As Creative Consultants for Howl! Happening, SSB works with a talented group of people who are artists and innovators in their own right. We’re happy to showcase two members of that multi-dimensional team: Ted Riederer and Katherine Cheairs. Looking forward and looking back in two separate exhibitions opening this week, they are changing how we see the world, how we interact and connect, and even how the tragedy of the AIDS crisis can become an opportunity for “change through transformation.”

Ted Reiderer Never Records opens at the Rudin Family Gallery at BAM

Ted is a New York-based conceptual artist and musician AND the Gallery Director of Howl! Happening. In his work, he explores the potential of a record shop and recording studio as an artistic community hub. Installed inside the gallery, Never Records is a multi-use gathering space for connecting with others through recorded sound.

Riederer himself oversees the recording sessions, at the end of which performers leave with a freshly cut vinyl record and a digital file of their music. Visitors are encouraged to explore the shop, which is designed to mimic a long-operating record store and features unique artwork; listen to recordings from past Never Records installations; and watch live performances being recorded and cut in real time.

Check out SSB’s 2016 collaboration with Ted — Never Records Amman Jordan: Culture Not Conflict — in our Past Events Section.

Katherine Cheairs’ METANOIA: TRANSFORMATION THROUGH AIDS ARCHIVES AND ACTIVISM

Metanoia -Katherine Cheairs is a curator and education director of Howl!
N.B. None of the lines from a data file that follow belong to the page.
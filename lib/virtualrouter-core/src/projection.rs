//! Desired state derived from a VirtualRouter
//!
//! Pure functions shared by the create and update paths, so both always
//! converge on the same object.

use std::collections::BTreeMap;

use k8s_openapi::api::apps::v1::{Deployment, DeploymentSpec};
use k8s_openapi::api::core::v1::{
    Capabilities, Container, EnvVar, PodSpec, PodTemplateSpec, SecurityContext,
};
use k8s_openapi::apimachinery::pkg::apis::meta::v1::{LabelSelector, ObjectMeta, OwnerReference};
use kube::ResourceExt;
use virtualrouter_api::names::{
    APP_LABEL_KEY, APP_LABEL_VALUE, DAEMON_FINALIZER, OWNER_NAMESPACE_ANNOTATION,
    OWNER_NAME_ANNOTATION, POD_NAMESPACE_ENV, SERVICE_ACCOUNT_NAME,
};
use virtualrouter_api::{VirtualRouter, VirtualRouterStatus};

/// Capabilities the router needs to program interfaces, routes and netfilter
const ROUTER_CAPABILITIES: [&str; 3] = ["NET_RAW", "NET_ADMIN", "SYS_ADMIN"];

fn workload_labels() -> BTreeMap<String, String> {
    BTreeMap::from([(APP_LABEL_KEY.to_string(), APP_LABEL_VALUE.to_string())])
}

fn owner_annotations(router: &VirtualRouter) -> BTreeMap<String, String> {
    BTreeMap::from([
        (OWNER_NAME_ANNOTATION.to_string(), router.name_any()),
        (
            OWNER_NAMESPACE_ANNOTATION.to_string(),
            router.namespace().unwrap_or_default(),
        ),
    ])
}

/// Deployment running `router` inside `namespace`
pub fn project_deployment(
    namespace: &str,
    router: &VirtualRouter,
    owner: OwnerReference,
) -> Deployment {
    let labels = workload_labels();
    let container = Container {
        name: router.name_any(),
        image: Some(router.spec.image.clone()),
        image_pull_policy: Some("Always".to_string()),
        env: Some(vec![EnvVar {
            name: POD_NAMESPACE_ENV.to_string(),
            value: Some(namespace.to_string()),
            value_from: None,
        }]),
        security_context: Some(SecurityContext {
            capabilities: Some(Capabilities {
                add: Some(ROUTER_CAPABILITIES.iter().map(|c| c.to_string()).collect()),
                drop: None,
            }),
            privileged: Some(true),
            ..Default::default()
        }),
        ..Default::default()
    };

    Deployment {
        metadata: ObjectMeta {
            name: Some(router.spec.deployment_name.clone()),
            namespace: Some(namespace.to_string()),
            annotations: Some(owner_annotations(router)),
            owner_references: Some(vec![owner]),
            ..Default::default()
        },
        spec: Some(DeploymentSpec {
            replicas: router.spec.replicas,
            selector: LabelSelector {
                match_labels: Some(labels.clone()),
                match_expressions: None,
            },
            template: PodTemplateSpec {
                metadata: Some(ObjectMeta {
                    labels: Some(labels),
                    annotations: Some(owner_annotations(router)),
                    finalizers: Some(vec![DAEMON_FINALIZER.to_string()]),
                    ..Default::default()
                }),
                spec: Some(PodSpec {
                    affinity: router.spec.affinity.clone(),
                    service_account_name: Some(SERVICE_ACCOUNT_NAME.to_string()),
                    node_selector: Some(router.spec.node_selector.clone()),
                    containers: vec![container],
                    ..Default::default()
                }),
            },
            ..Default::default()
        }),
        status: None,
    }
}

/// Status of `router` as observed through its Deployment
pub fn project_status(deployment: &Deployment) -> VirtualRouterStatus {
    VirtualRouterStatus {
        available_replicas: deployment
            .status
            .as_ref()
            .and_then(|status| status.available_replicas)
            .unwrap_or(0),
    }
}

/// Replica count of an existing Deployment
pub fn observed_replicas(deployment: &Deployment) -> Option<i32> {
    deployment.spec.as_ref().and_then(|spec| spec.replicas)
}
//! Controller configuration

use std::time::Duration;

use crate::workqueue::{default_controller_rate_limiter, MaxOf};
use crate::{ControllerError, Result};

/// Runtime settings of the VirtualRouter controller
#[derive(Clone, Debug, PartialEq)]
pub struct ControllerConfig {
    /// Number of concurrent sync workers
    pub workers: usize,
    /// First per-key retry delay
    pub backoff_base: Duration,
    /// Upper bound of the per-key retry delay
    pub backoff_max: Duration,
    /// Overall requeue rate shared by all keys
    pub qps: f64,
    /// Requeues allowed in a burst above `qps`
    pub burst: u32,
    /// Component name events are reported under
    pub reporter: String,
}

impl Default for ControllerConfig {
    fn default() -> Self {
        Self {
            workers: 2,
            backoff_base: Duration::from_millis(5),
            backoff_max: Duration::from_secs(1000),
            qps: 10.0,
            burst: 100,
            reporter: "virtual-router".to_string(),
        }
    }
}

impl ControllerConfig {
    /// Reject settings under which the controller could never make progress
    pub fn validate(&self) -> Result<()> {
        if self.workers == 0 {
            return Err(ControllerError::InvalidConfig(
                "at least one worker is required".to_string(),
            ));
        }
        if !(self.qps.is_finite() && self.qps > 0.0) {
            return Err(ControllerError::InvalidConfig(format!(
                "qps must be a positive number, got {}",
                self.qps
            )));
        }
        if self.backoff_base > self.backoff_max {
            return Err(ControllerError::InvalidConfig(format!(
                "backoff base {:?} exceeds backoff max {:?}",
                self.backoff_base, self.backoff_max
            )));
        }
        Ok(())
    }

    /// Rate limiter for requeues of failed keys
    pub fn rate_limiter(&self) -> MaxOf<String> {
        default_controller_rate_limiter(self.backoff_base, self.backoff_max, self.qps, self.burst)
    }
}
Happening. The exhibition is an archival examination of community-based responses to the ongoing AIDS crisis in America. From the Greek word, metanoia that expresses the possibility of change through transformation, the exhibition demonstrates that HIV/AIDS is a powerful agent of change through community, activism, words, sex, care, and the materials that document these efforts.

Metanoia is co-curated by Katherine, Alexandra Juhasz, and Theodore (Ted) Kerr and centers primarily on the contributions and experiences of Black cis and trans women, and cis and trans women of color who have been at the forefront of movement work, but who are often overlooked in AIDS archives, exhibitions, and histories.

Katherine is also co-curator of the public programs for SSB’s upcoming exhibition, Izhar Patkin The Making of The Black Paintings opening May 18th at Howl! Happening.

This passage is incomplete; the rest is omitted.